Your task is to copy every line of the entries that holds the word "registry".
**** Data ****
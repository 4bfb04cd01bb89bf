//! The timeout registry.
//!
//! The reactor owns a single [`Timeouts`] value and checks it periodically.
//! Entries are kept sorted by expiration time. Since new entries usually
//! expire later than everything already present, insertion scans from the
//! tail and is amortized constant in the common case.
//!
//! Cancellation works through a shared atomic flag rather than by removing
//! the entry: [`TimeoutHandle::cancel`] can be called from any thread, and
//! a fired entry re-checks the flag immediately before running its task.
//! This makes cancellation win even when the entry has already been handed
//! to an executor but has not run yet.

use std::sync::atomic::{AtomicBool, Ordering};
use std::sync::Arc;
use std::time::{Duration, Instant};

//------------ Task ----------------------------------------------------------

/// A task run when a timeout expires.
pub(crate) type Task = Box<dyn FnOnce() + Send>;

//------------ TimeoutHandle -------------------------------------------------

/// A handle for cancelling a scheduled timeout.
#[derive(Clone, Debug)]
pub(crate) struct TimeoutHandle {
    /// Shared with the entry; once set, the task never runs.
    cancelled: Arc<AtomicBool>,
}

impl TimeoutHandle {
    /// Cancels the timeout.
    ///
    /// After this returns, the task is guaranteed not to run, even if the
    /// entry was already dispatched but not yet executed.
    pub fn cancel(&self) {
        self.cancelled.store(true, Ordering::Release);
    }
}

//------------ Timeouts ------------------------------------------------------

/// An entry in the registry.
struct Entry {
    /// Absolute expiration time.
    at: Instant,

    /// Cancellation flag shared with the entry's [`TimeoutHandle`].
    cancelled: Arc<AtomicBool>,

    /// The task to run on expiration.
    task: Task,
}

/// An ordered collection of pending expirations.
pub(crate) struct Timeouts {
    /// Entries in non-decreasing `at` order.
    entries: Vec<Entry>,
}

impl Timeouts {
    /// Creates an empty registry.
    pub fn new() -> Self {
        Timeouts {
            entries: Vec::new(),
        }
    }

    /// Returns the number of entries, including cancelled ones.
    #[cfg(test)]
    pub fn len(&self) -> usize {
        self.entries.len()
    }

    /// Schedules `task` to run once `delay` has elapsed after `now`.
    pub fn schedule(
        &mut self,
        now: Instant,
        delay: Duration,
        task: Task,
    ) -> TimeoutHandle {
        self.schedule_at(now + delay, task)
    }

    /// Schedules `task` to run at the absolute time `at`.
    pub fn schedule_at(&mut self, at: Instant, task: Task) -> TimeoutHandle {
        let cancelled = Arc::new(AtomicBool::new(false));
        let entry = Entry {
            at,
            cancelled: cancelled.clone(),
            task,
        };
        // Scan from the tail; almost always the new entry goes last.
        let idx = self
            .entries
            .iter()
            .rposition(|other| other.at <= at)
            .map_or(0, |idx| idx + 1);
        self.entries.insert(idx, entry);
        TimeoutHandle { cancelled }
    }

    /// Removes all entries expired by `now` and returns them for firing.
    ///
    /// Scanning stops at the first unexpired entry; since the collection is
    /// time-ordered, nothing behind it can be expired either. The expired
    /// prefix is removed in one bulk trim.
    pub fn check(&mut self, now: Instant) -> Vec<Fired> {
        let split = self
            .entries
            .iter()
            .position(|entry| entry.at > now)
            .unwrap_or(self.entries.len());
        self.entries
            .drain(..split)
            .map(|entry| Fired {
                cancelled: entry.cancelled,
                task: entry.task,
            })
            .collect()
    }
}

//------------ Fired ---------------------------------------------------------

/// An expired entry taken out of the registry.
///
/// The cancellation flag is checked at the start of execution, so a cancel
/// that lands between [`Timeouts::check`] and [`Fired::run`] still wins.
pub(crate) struct Fired {
    /// Cancellation flag shared with the entry's [`TimeoutHandle`].
    cancelled: Arc<AtomicBool>,

    /// The task to run.
    task: Task,
}

impl Fired {
    /// Runs the task unless the entry was cancelled.
    pub fn run(self) {
        if !self.cancelled.load(Ordering::Acquire) {
            (self.task)()
        }
    }

    /// Converts into a plain task for dispatch to an executor.
    pub fn into_task(self) -> Task {
        Box::new(move || self.run())
    }
}

//============ Tests =========================================================

#[cfg(test)]
mod test {
    use super::*;
    use std::sync::atomic::AtomicUsize;

    fn counter_task(hits: &Arc<AtomicUsize>) -> Task {
        let hits = hits.clone();
        Box::new(move || {
            hits.fetch_add(1, Ordering::SeqCst);
        })
    }

    #[test]
    fn fires_in_expiration_order() {
        let now = Instant::now();
        let mut timeouts = Timeouts::new();
        let order = Arc::new(std::sync::Mutex::new(Vec::new()));
        for (label, millis) in [(1u8, 30u64), (2, 10), (3, 20)] {
            let order = order.clone();
            timeouts.schedule(
                now,
                Duration::from_millis(millis),
                Box::new(move || order.lock().unwrap().push(label)),
            );
        }

        // Nothing has expired yet.
        assert!(timeouts.check(now).is_empty());
        assert_eq!(timeouts.len(), 3);

        // Only the two earliest are expired at +25ms.
        for fired in timeouts.check(now + Duration::from_millis(25)) {
            fired.run();
        }
        assert_eq!(*order.lock().unwrap(), [2, 3]);
        assert_eq!(timeouts.len(), 1);

        for fired in timeouts.check(now + Duration::from_millis(100)) {
            fired.run();
        }
        assert_eq!(*order.lock().unwrap(), [2, 3, 1]);
        assert_eq!(timeouts.len(), 0);
    }

    #[test]
    fn cancelled_entry_never_runs() {
        let now = Instant::now();
        let mut timeouts = Timeouts::new();
        let hits = Arc::new(AtomicUsize::new(0));
        let handle =
            timeouts.schedule(now, Duration::ZERO, counter_task(&hits));
        handle.cancel();
        for fired in timeouts.check(now + Duration::from_millis(1)) {
            fired.run();
        }
        assert_eq!(hits.load(Ordering::SeqCst), 0);
    }

    #[test]
    fn cancel_wins_after_dispatch() {
        // Cancel between check() and run(): the entry has already been
        // taken out of the registry, as if dispatched to an executor.
        let now = Instant::now();
        let mut timeouts = Timeouts::new();
        let hits = Arc::new(AtomicUsize::new(0));
        let handle =
            timeouts.schedule(now, Duration::ZERO, counter_task(&hits));
        let mut fired = timeouts.check(now + Duration::from_millis(1));
        assert_eq!(fired.len(), 1);
        handle.cancel();
        fired.pop().unwrap().run();
        assert_eq!(hits.load(Ordering::SeqCst), 0);
    }

    #[test]
    fn out_of_order_insertion_stays_sorted() {
        let now = Instant::now();
        let mut timeouts = Timeouts::new();
        let hits = Arc::new(AtomicUsize::new(0));
        timeouts.schedule(now, Duration::from_millis(50), counter_task(&hits));
        timeouts.schedule(now, Duration::from_millis(5), counter_task(&hits));

        // The early entry must be reachable without passing the late one.
        let fired = timeouts.check(now + Duration::from_millis(10));
        assert_eq!(fired.len(), 1);
        for f in fired {
            f.run();
        }
        assert_eq!(hits.load(Ordering::SeqCst), 1);
        assert_eq!(timeouts.len(), 1);
    }
}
****
Answer for the task:
//! The timeout registry.
/// An entry in the registry.
    /// Creates an empty registry.
/// An expired entry taken out of the registry.
        // taken out of the registry, as if dispatched to an executor.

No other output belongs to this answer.